L’ère de l’expansion industrielle a vu croître ces villes champignon, entrelacs de fabriques et d’immeubles d’habitation, qu’un urbanisme dit "de rapport" a vite transformé en inextricable fouillis. Ancienne capitale de la laine, Roubaix s’est essentiellement bâtie sur des mouvements de population. Convergence de paysans de la région au cours du XIXè siècle, suivie de l’implantation de familles d’ouvriers Belges, puis d’Italiens et de Portugais après-guerre, et enfin de Nord-Africains, des Hommes ont longtemps apporté leurs bras aux industries roubaisiennes. Mais le tissu économique s’est anémié et l’agglomération de Roubaix s’est trouvé confrontée à un double héritage: la paupérisation et le chômage qui frappe une population marginalisée et sous-qualifiée d’une part, et d’autre part un urbanisme chaotique altéré par la friche industrielle, la vétusté et l’insalubrité. A la fin des années soixante, la municipalité projette de condamner les anciennes voiries et opte pour la construction verticale en formule collective. Mais c’était sans compter avec la population qui se mobilise au quartier de l’Alma-Gare. Naît alors une dynamique exceptionnelle, ouvre d’épouses et de mères, emmenées par Marie-Agnès Leman. Leur action contre le projet municipal aboutira en 1974 à la constitution de l’Atelier Populaire d’Urbanisme (APU)qui rassemble l’ensemble de la population de l’Alma-Gare contre "la rénovation bulldozer, l’urbanisme déportation et l’architecture cage-à-lapins." L’arrivée de techniciens, équipe d’urbanistes, d’architectes et de sociologues, marque la transformation de l’APU de comité de lutte en véritable atelier d’urbanisme qui expérimente alors la maîtrise d’ouvrage collective. En 1977, un projet est soumis à la municipalité et s’engage une partie de bras de fer qui durera sept mois mais à l’issue desquels les parties s’entendront autour d’un schéma directeur. Le puissant mélange d’utopie et de vie quotidienne qui anima l’atelier a fasciné foule d’observateurs et débouchera sur la maîtrise d’ouvrage collective de la rénovation du quartier de l’Alma-Gare.
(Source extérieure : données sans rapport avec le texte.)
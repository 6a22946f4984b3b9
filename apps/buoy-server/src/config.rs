use anyhow::{Context, Result};
use chrono_tz::Tz;
use dotenvy::dotenv;
use std::fmt;
use std::time::Duration;
use url::Url;

use crate::services::gps::{GeoPoint, GpsFilterSettings};
use crate::services::normalize::{ParseFailurePolicy, UnitConversion};
use crate::services::series::WaveHeightProfile;

const DEFAULT_VENDOR_BASE_URL: &str = "https://oceancom.msm-data.com/api/device";
const DEFAULT_NOMINAL_LATITUDE: f64 = -18.46772;
const DEFAULT_NOMINAL_LONGITUDE: f64 = -70.34051;

#[derive(Clone)]
pub struct BuoyConfig {
    pub vendor_base_url: Url,
    pub vendor_token: String,
    pub device_id: String,
    pub status_station: String,
    pub vendor_timeout: Duration,
    pub status_timeout: Duration,
    pub status_cache_ttl: Duration,
    pub wave_count_cache_ttl: Duration,
    pub wave_height: WaveHeightProfile,
    pub parse_failure_policy: ParseFailurePolicy,
    pub display_timezone: Tz,
    pub gps: GpsFilterSettings,
    pub rate_limit_per_second: u64,
    pub rate_limit_burst: u32,
}

impl fmt::Debug for BuoyConfig {
    fn fmt(&self, f: &mut fmt::Formatter<'_>) -> fmt::Result {
        f.debug_struct("BuoyConfig")
            .field("vendor_base_url", &self.vendor_base_url.as_str())
            .field("vendor_token", &"<redacted>")
            .field("device_id", &self.device_id)
            .field("status_station", &self.status_station)
            .field("vendor_timeout", &self.vendor_timeout)
            .field("status_timeout", &self.status_timeout)
            .field("status_cache_ttl", &self.status_cache_ttl)
            .field("wave_count_cache_ttl", &self.wave_count_cache_ttl)
            .field("wave_height", &self.wave_height)
            .field("parse_failure_policy", &self.parse_failure_policy)
            .field("display_timezone", &self.display_timezone)
            .field("gps", &self.gps)
            .field("rate_limit_per_second", &self.rate_limit_per_second)
            .field("rate_limit_burst", &self.rate_limit_burst)
            .finish()
    }
}

impl BuoyConfig {
    pub fn from_env() -> Result<Self> {
        dotenv().ok();
        Self::from_lookup(|key| std::env::var(key).ok())
    }

    pub fn from_lookup(lookup: impl Fn(&str) -> Option<String>) -> Result<Self> {
        let env = EnvReader { lookup: &lookup };

        let base_raw = env.string("BUOY_VENDOR_BASE_URL", DEFAULT_VENDOR_BASE_URL);
        let vendor_base_url = Url::parse(&base_raw)
            .with_context(|| format!("BUOY_VENDOR_BASE_URL is not a valid URL ({base_raw})"))?;
        if vendor_base_url.cannot_be_a_base() {
            anyhow::bail!("BUOY_VENDOR_BASE_URL must be a hierarchical http(s) URL");
        }
        let vendor_token = env
            .optional_string("BUOY_VENDOR_TOKEN")
            .context("BUOY_VENDOR_TOKEN must be set to the telemetry vendor access token")?;
        let device_id = env.string("BUOY_DEVICE_ID", "10");
        let status_station = env.string("BUOY_STATUS_STATION", "MMB03");

        let vendor_timeout =
            Duration::from_secs(env.u64("BUOY_VENDOR_TIMEOUT_SECONDS", 20).clamp(1, 120));
        let status_timeout =
            Duration::from_secs(env.u64("BUOY_STATUS_TIMEOUT_SECONDS", 10).clamp(1, 120));
        let status_cache_ttl = Duration::from_secs(env.u64("BUOY_STATUS_CACHE_SECONDS", 60));
        let wave_count_cache_ttl =
            Duration::from_secs(env.u64("BUOY_WAVE_COUNT_CACHE_SECONDS", 300));

        let codes = env.list("BUOY_WAVE_HEIGHT_CODES", &["VAVH"]);
        let conversion = match env.string("BUOY_WAVE_HEIGHT_UNIT", "cm").to_lowercase().as_str() {
            "cm" => UnitConversion::CentimetersToMeters,
            "m" => UnitConversion::Identity,
            other => anyhow::bail!("BUOY_WAVE_HEIGHT_UNIT must be `cm` or `m` (got `{other}`)"),
        };
        let wave_height = WaveHeightProfile { codes, conversion };

        let policy_raw = env.string("BUOY_PARSE_FAILURE_POLICY", "drop");
        let parse_failure_policy = ParseFailurePolicy::parse(&policy_raw).with_context(|| {
            format!("BUOY_PARSE_FAILURE_POLICY must be drop, zero or fail (got `{policy_raw}`)")
        })?;

        let tz_raw = env.string("BUOY_DISPLAY_TIMEZONE", "America/Santiago");
        let display_timezone: Tz = tz_raw
            .parse()
            .map_err(|err| anyhow::anyhow!("BUOY_DISPLAY_TIMEZONE `{tz_raw}` is invalid: {err}"))?;

        let nominal = GeoPoint::new(
            env.f64("BUOY_NOMINAL_LATITUDE", DEFAULT_NOMINAL_LATITUDE),
            env.f64("BUOY_NOMINAL_LONGITUDE", DEFAULT_NOMINAL_LONGITUDE),
        );
        if !(-90.0..=90.0).contains(&nominal.lat) {
            anyhow::bail!("BUOY_NOMINAL_LATITUDE must be -90..90");
        }
        if !(-180.0..=180.0).contains(&nominal.lon) {
            anyhow::bail!("BUOY_NOMINAL_LONGITUDE must be -180..180");
        }
        let gps = GpsFilterSettings {
            nominal,
            max_deviation_m: env.f64("BUOY_GPS_MAX_DEVIATION_METERS", 2000.0).max(0.0),
            min_movement_m: env.f64("BUOY_GPS_MIN_MOVEMENT_METERS", 10.0).max(0.0),
        };

        let rate_limit_per_second = env.u64("BUOY_RATE_LIMIT_PER_SECOND", 5).max(1);
        let rate_limit_burst = env.u32("BUOY_RATE_LIMIT_BURST", 30).max(1);

        Ok(Self {
            vendor_base_url,
            vendor_token,
            device_id,
            status_station,
            vendor_timeout,
            status_timeout,
            status_cache_ttl,
            wave_count_cache_ttl,
            wave_height,
            parse_failure_policy,
            display_timezone,
            gps,
            rate_limit_per_second,
            rate_limit_burst,
        })
    }
}

struct EnvReader<'a, F: Fn(&str) -> Option<String>> {
    lookup: &'a F,
}

impl<F: Fn(&str) -> Option<String>> EnvReader<'_, F> {
    fn optional_string(&self, key: &str) -> Option<String> {
        (self.lookup)(key)
            .map(|value| value.trim().to_string())
            .filter(|value| !value.is_empty())
    }

    fn string(&self, key: &str, default: &str) -> String {
        self.optional_string(key)
            .unwrap_or_else(|| default.to_string())
    }

    fn list(&self, key: &str, default: &[&str]) -> Vec<String> {
        let parsed: Vec<String> = self
            .optional_string(key)
            .map(|raw| {
                raw.split(',')
                    .map(str::trim)
                    .filter(|item| !item.is_empty())
                    .map(str::to_string)
                    .collect()
            })
            .unwrap_or_default();
        if parsed.is_empty() {
            default.iter().map(|item| item.to_string()).collect()
        } else {
            parsed
        }
    }

    fn u32(&self, key: &str, default: u32) -> u32 {
        self.optional_string(key)
            .and_then(|value| value.parse::<u32>().ok())
            .unwrap_or(default)
    }

    fn u64(&self, key: &str, default: u64) -> u64 {
        self.optional_string(key)
            .and_then(|value| value.parse::<u64>().ok())
            .unwrap_or(default)
    }

    fn f64(&self, key: &str, default: f64) -> f64 {
        self.optional_string(key)
            .and_then(|value| value.parse::<f64>().ok())
            .filter(|value| value.is_finite())
            .unwrap_or(default)
    }
}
Non contents d’avoir conçu un beau quartier, les habitants de l’Alma orientent alors leur action vers une approche alternative du logement. Acquis le droit d’occuper l’habitat, encore faut-il prétendre au droit d’y vivre heureux. C’est à ce moment que les maîtres d’ouvre associés à l’Alma mettent au point la "régie technique", idée qui sera reprise aux quatre coins de France et engendrera même un réseau de plus d’une centaine de régies de quartier, recensées et labellisées en 1995. En l’occurrence, il s’agit de gérer tous les objets et espaces qui modèlent la vie des habitants en leur permettant d’y apporter leur parole et d’y graver leur empreinte. La régie technique aura donc pour fonction d’assurer toutes les tâches de gestion, de programmation ou d’étude, de formation ou de conseil que la population, mais encore les administrations, associations et entreprises voudront bien lui confier. Plusieurs entreprises de proximité et d’utilité sociale se créeront alors, et l’espoir est ainsi permis, au quartier de l’Alma, de créer des activités rémunératrices, de travailler autrement et surtout de réserver des emplois aux habitants du quartier. Fin 1976, déjà presque 10% de chômeurs à l’Alma, les esprits s’échauffent et le pas sera vite franchi de l’intervention sociale à l’action économique.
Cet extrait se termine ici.